Lack of Funding Causes Cal Band to Miss Away Games
Thursday, October 23, 2008
Category: News > University > Student Life
For the first time in nearly 20 years, the University of California Marching Band has missed away football games, citing elevated transportation costs and a lack of funding.
Due to higher airfare costs and reduced monetary support from the campus, band officials said they were unable to make it to the away games at Washington State University on Sept. 6 and University of Arizona last weekend.
Since he became involved in 1995, this is the first time band director Robert Calonico said he composed a budget that ended up in the red.
"I know it's tough, and everybody is having budget crises as we are having, but we can't do it anymore, and we have subsidized the away trips for many, many years," Calonico said. "The university has to decide if we should be there or we shouldn't."
This year the band received $20,000 from Cal Athletics, $70,000 from the campus and $25,000, which they receive annually from an endowment set up by UC Berkeley alumna Natalie Cohen.
The $70,000 from the campus represents an 8 percent decrease from last year, said Maya Wildgoose, senior manager of the band.
Many universities, such as UCLA, fund larger parts of their marching bands' budgets, enabling them to travel to away football games.
Some said that although the campus is facing a funding crunch itself, it should do as much as possible to continue to fund a student group that represents UC Berkeley.
"The band is a student-run organization," said ASUC Auxiliary Director Nadesan Permaul. "We are a campus whose tradition in this involves independent, student-led activities, but that doesn't preclude the university from contributing it's share."
Cal Band will go to three of the five away football games this season, but members have to pay a quarter of the cost for two of those games out of their own pockets.
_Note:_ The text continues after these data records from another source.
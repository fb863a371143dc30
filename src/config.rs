//! Pool configuration options

use std::sync::atomic::{AtomicU64, Ordering};
use std::time::Duration;

use tracing::warn;

use crate::errors::{PoolError, PoolResult};

const SOFT_TIMEOUT_FLOOR: Duration = Duration::from_millis(250);
const DEFAULT_CONNECTION_TIMEOUT: Duration = Duration::from_secs(30);
const DEFAULT_VALIDATION_TIMEOUT: Duration = Duration::from_secs(5);
const DEFAULT_IDLE_TIMEOUT: Duration = Duration::from_secs(600);
const DEFAULT_MAX_LIFETIME: Duration = Duration::from_secs(1800);
const DEFAULT_HOUSEKEEPING_PERIOD: Duration = Duration::from_secs(30);
const DEFAULT_ALIVE_BYPASS_WINDOW: Duration = Duration::from_millis(500);
const DEFAULT_POOL_SIZE: usize = 10;

/// Configuration for a resource pool
///
/// Sizes are fixed once the pool starts; timeouts can later be changed
/// through [`PoolSettings`].
///
/// # Examples
///
/// ```
/// use esox_connpool::PoolConfiguration;
/// use std::time::Duration;
///
/// let config = PoolConfiguration::new()
///     .with_pool_name("orders-db")
///     .with_max_pool_size(20)
///     .with_min_idle(5)
///     .with_connection_timeout(Duration::from_secs(5))
///     .with_idle_timeout(Duration::from_secs(300));
///
/// assert_eq!(config.max_pool_size, 20);
/// assert_eq!(config.min_idle, Some(5));
/// ```
#[derive(Debug, Clone)]
pub struct PoolConfiguration {
    /// Name used as the prefix of every log line and metric label
    pub pool_name: String,

    /// Maximum number of resources, idle and in use combined
    pub max_pool_size: usize,

    /// Idle resources the pool tries to keep; defaults to `max_pool_size`
    pub min_idle: Option<usize>,

    /// How long `acquire` waits before failing
    pub connection_timeout: Duration,

    /// How long a liveness probe may take
    pub validation_timeout: Duration,

    /// Idle resources beyond `min_idle` are closed after this long; zero disables
    pub idle_timeout: Duration,

    /// Resources are retired after this long; zero disables
    pub max_lifetime: Duration,

    /// Borrowed resources held longer than this are reported; zero disables
    pub leak_detection_threshold: Duration,

    /// Interval between housekeeping passes
    pub housekeeping_period: Duration,

    /// Resources used more recently than this skip the liveness probe
    pub alive_bypass_window: Duration,

    /// Fail-fast start-up window; `None` skips the start-up check
    pub initialization_fail_timeout: Option<Duration>,
}

impl Default for PoolConfiguration {
    fn default() -> Self {
        Self {
            pool_name: "ResourcePool".to_string(),
            max_pool_size: DEFAULT_POOL_SIZE,
            min_idle: None,
            connection_timeout: DEFAULT_CONNECTION_TIMEOUT,
            validation_timeout: DEFAULT_VALIDATION_TIMEOUT,
            idle_timeout: DEFAULT_IDLE_TIMEOUT,
            max_lifetime: DEFAULT_MAX_LIFETIME,
            leak_detection_threshold: Duration::ZERO,
            housekeeping_period: DEFAULT_HOUSEKEEPING_PERIOD,
            alive_bypass_window: DEFAULT_ALIVE_BYPASS_WINDOW,
            initialization_fail_timeout: None,
        }
    }
}

impl PoolConfiguration {
    /// Create a new configuration with default values
    pub fn new() -> Self {
        Self::default()
    }

    pub fn with_pool_name(mut self, name: impl Into<String>) -> Self {
        self.pool_name = name.into();
        self
    }

    /// Set the maximum pool size
    ///
    /// # Examples
    ///
    /// ```
    /// use esox_connpool::PoolConfiguration;
    ///
    /// let config = PoolConfiguration::new().with_max_pool_size(50);
    ///
    /// assert_eq!(config.max_pool_size, 50);
    /// ```
    pub fn with_max_pool_size(mut self, size: usize) -> Self {
        self.max_pool_size = size;
        self
    }

    pub fn with_min_idle(mut self, count: usize) -> Self {
        self.min_idle = Some(count);
        self
    }

    pub fn with_connection_timeout(mut self, timeout: Duration) -> Self {
        self.connection_timeout = timeout;
        self
    }

    pub fn with_validation_timeout(mut self, timeout: Duration) -> Self {
        self.validation_timeout = timeout;
        self
    }

    pub fn with_idle_timeout(mut self, timeout: Duration) -> Self {
        self.idle_timeout = timeout;
        self
    }

    pub fn with_max_lifetime(mut self, lifetime: Duration) -> Self {
        self.max_lifetime = lifetime;
        self
    }

    pub fn with_leak_detection_threshold(mut self, threshold: Duration) -> Self {
        self.leak_detection_threshold = threshold;
        self
    }

    pub fn with_housekeeping_period(mut self, period: Duration) -> Self {
        self.housekeeping_period = period;
        self
    }

    pub fn with_alive_bypass_window(mut self, window: Duration) -> Self {
        self.alive_bypass_window = window;
        self
    }

    /// Enable fail-fast start-up
    ///
    /// The pool keeps trying to create its first resource for `window`
    /// before giving up; `Duration::ZERO` makes exactly one attempt.
    ///
    /// # Examples
    ///
    /// ```
    /// use esox_connpool::PoolConfiguration;
    /// use std::time::Duration;
    ///
    /// let config = PoolConfiguration::new().with_fail_fast(Duration::ZERO);
    ///
    /// assert_eq!(config.initialization_fail_timeout, Some(Duration::ZERO));
    /// ```
    pub fn with_fail_fast(mut self, window: Duration) -> Self {
        self.initialization_fail_timeout = Some(window);
        self
    }

    /// Effective minimum idle count
    pub fn min_idle(&self) -> usize {
        self.min_idle.unwrap_or(self.max_pool_size)
    }

    /// Check the configuration, correcting soft problems and rejecting hard ones.
    pub fn validate(mut self) -> PoolResult<Self> {
        let name = self.pool_name.clone();

        if self.max_pool_size == 0 {
            return Err(PoolError::Configuration(format!(
                "{name} - max_pool_size must be at least 1"
            )));
        }
        if self.housekeeping_period.is_zero() {
            return Err(PoolError::Configuration(format!(
                "{name} - housekeeping_period must be greater than zero"
            )));
        }

        if let Some(min_idle) = self.min_idle
            && min_idle > self.max_pool_size
        {
            warn!(
                "{} - min_idle {} exceeds max_pool_size, using {}",
                name, min_idle, self.max_pool_size
            );
            self.min_idle = Some(self.max_pool_size);
        }

        self.connection_timeout = floor_connection_timeout(&name, self.connection_timeout);
        self.validation_timeout = floor_validation_timeout(&name, self.validation_timeout);
        if self.validation_timeout > self.connection_timeout {
            warn!(
                "{} - validation_timeout is more than connection_timeout, using {}ms",
                name,
                self.connection_timeout.as_millis()
            );
            self.validation_timeout = self.connection_timeout;
        }

        if !self.max_lifetime.is_zero()
            && !self.idle_timeout.is_zero()
            && self.idle_timeout + Duration::from_secs(1) > self.max_lifetime
        {
            warn!(
                "{} - idle_timeout is close to or more than max_lifetime, disabling it",
                name
            );
            self.idle_timeout = Duration::ZERO;
        }

        if !self.leak_detection_threshold.is_zero()
            && !self.max_lifetime.is_zero()
            && self.leak_detection_threshold > self.max_lifetime
        {
            warn!(
                "{} - leak_detection_threshold is more than max_lifetime, disabling it",
                name
            );
            self.leak_detection_threshold = Duration::ZERO;
        }

        Ok(self)
    }
}

fn floor_connection_timeout(name: &str, timeout: Duration) -> Duration {
    if timeout < SOFT_TIMEOUT_FLOOR {
        warn!(
            "{} - connection_timeout is less than {}ms, setting to {}ms",
            name,
            SOFT_TIMEOUT_FLOOR.as_millis(),
            DEFAULT_CONNECTION_TIMEOUT.as_millis()
        );
        DEFAULT_CONNECTION_TIMEOUT
    } else {
        timeout
    }
}

fn floor_validation_timeout(name: &str, timeout: Duration) -> Duration {
    if timeout < SOFT_TIMEOUT_FLOOR {
        warn!(
            "{} - validation_timeout is less than {}ms, setting to {}ms",
            name,
            SOFT_TIMEOUT_FLOOR.as_millis(),
            DEFAULT_VALIDATION_TIMEOUT.as_millis()
        );
        DEFAULT_VALIDATION_TIMEOUT
    } else {
        timeout
    }
}

/// The runtime-mutable part of a pool's configuration
///
/// Changes to the connection timeout apply to the next `acquire`; the others
/// are picked up at the next housekeeping pass or the next resource created.
#[derive(Debug)]
pub struct PoolSettings {
    pool_name: String,
    connection_timeout_ms: AtomicU64,
    validation_timeout_ms: AtomicU64,
    idle_timeout_ms: AtomicU64,
    max_lifetime_ms: AtomicU64,
    leak_detection_threshold_ms: AtomicU64,
}

/// Whole milliseconds, saturating at `u64::MAX`.
pub(crate) fn millis(duration: Duration) -> u64 {
    u64::try_from(duration.as_millis()).unwrap_or(u64::MAX)
}

impl PoolSettings {
    pub(crate) fn from_config(config: &PoolConfiguration) -> Self {
        Self {
            pool_name: config.pool_name.clone(),
            connection_timeout_ms: AtomicU64::new(millis(config.connection_timeout)),
            validation_timeout_ms: AtomicU64::new(millis(config.validation_timeout)),
            idle_timeout_ms: AtomicU64::new(millis(config.idle_timeout)),
            max_lifetime_ms: AtomicU64::new(millis(config.max_lifetime)),
            leak_detection_threshold_ms: AtomicU64::new(millis(config.leak_detection_threshold)),
        }
    }

    pub fn connection_timeout(&self) -> Duration {
        Duration::from_millis(self.connection_timeout_ms.load(Ordering::Acquire))
    }

    pub fn set_connection_timeout(&self, timeout: Duration) {
        let timeout = floor_connection_timeout(&self.pool_name, timeout);
        self.connection_timeout_ms
            .store(millis(timeout), Ordering::Release);
    }

    pub fn validation_timeout(&self) -> Duration {
        Duration::from_millis(self.validation_timeout_ms.load(Ordering::Acquire))
    }

    pub fn set_validation_timeout(&self, timeout: Duration) {
        let timeout = floor_validation_timeout(&self.pool_name, timeout);
        self.validation_timeout_ms
            .store(millis(timeout), Ordering::Release);
    }

    pub fn idle_timeout(&self) -> Duration {
        Duration::from_millis(self.idle_timeout_ms.load(Ordering::Acquire))
    }

    pub fn set_idle_timeout(&self, timeout: Duration) {
        self.idle_timeout_ms.store(millis(timeout), Ordering::Release);
    }

    pub fn max_lifetime(&self) -> Duration {
        Duration::from_millis(self.max_lifetime_ms.load(Ordering::Acquire))
    }

    pub fn set_max_lifetime(&self, lifetime: Duration) {
        self.max_lifetime_ms.store(millis(lifetime), Ordering::Release);
    }

    pub fn leak_detection_threshold(&self) -> Duration {
        Duration::from_millis(self.leak_detection_threshold_ms.load(Ordering::Acquire))
    }

    pub fn set_leak_detection_threshold(&self, threshold: Duration) {
        self.leak_detection_threshold_ms
            .store(millis(threshold), Ordering::Release);
    }
}

/// Hands out unique pool names from an owned counter
///
/// # Examples
///
/// ```
/// use esox_connpool::PoolNameSequence;
///
/// let names = PoolNameSequence::new("ResourcePool");
/// assert_eq!(names.next_name(), "ResourcePool-1");
/// assert_eq!(names.next_name(), "ResourcePool-2");
/// ```
#[derive(Debug)]
pub struct PoolNameSequence {
    prefix: String,
    next: AtomicU64,
}

impl PoolNameSequence {
    pub fn new(prefix: impl Into<String>) -> Self {
        Self {
            prefix: prefix.into(),
            next: AtomicU64::new(1),
        }
    }

    pub fn next_name(&self) -> String {
        let n = self.next.fetch_add(1, Ordering::Relaxed);
        format!("{}-{}", self.prefix, n)
    }
}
As a result, many band members cannot go, Wildgoose said.
Historically, Cal Band has made it a mission to support the athletes by going to as many away games as possible despite the financial costs, said Dan Cheatham, Cal Band historian.
"In the era of the 1970s up until the 1990s, there was a sense within the band that, 'Damn it, we're not going to have a broken record, we're going to attend every away football and basketball game even if we have to pile in automobiles, buy our own gas and sleep in our automobiles'," Cheatham said.
But with a tight campus budget and limited pool of money available through the ASUC, funding is not easy to come by.
CalSERVE senator Stephanie Yang said many student groups this year are having financial trouble and the senate has seen a spike in the number of groups requesting money from the ASUC's contingency fund-money set aside for allocation by the senate throughout the year.
"Funding this year is pretty bad, a lot of different programs are being affected," Yang said. "It's pretty hard to allocate money for everyone and it's really unfortunate because many great programs are being cut."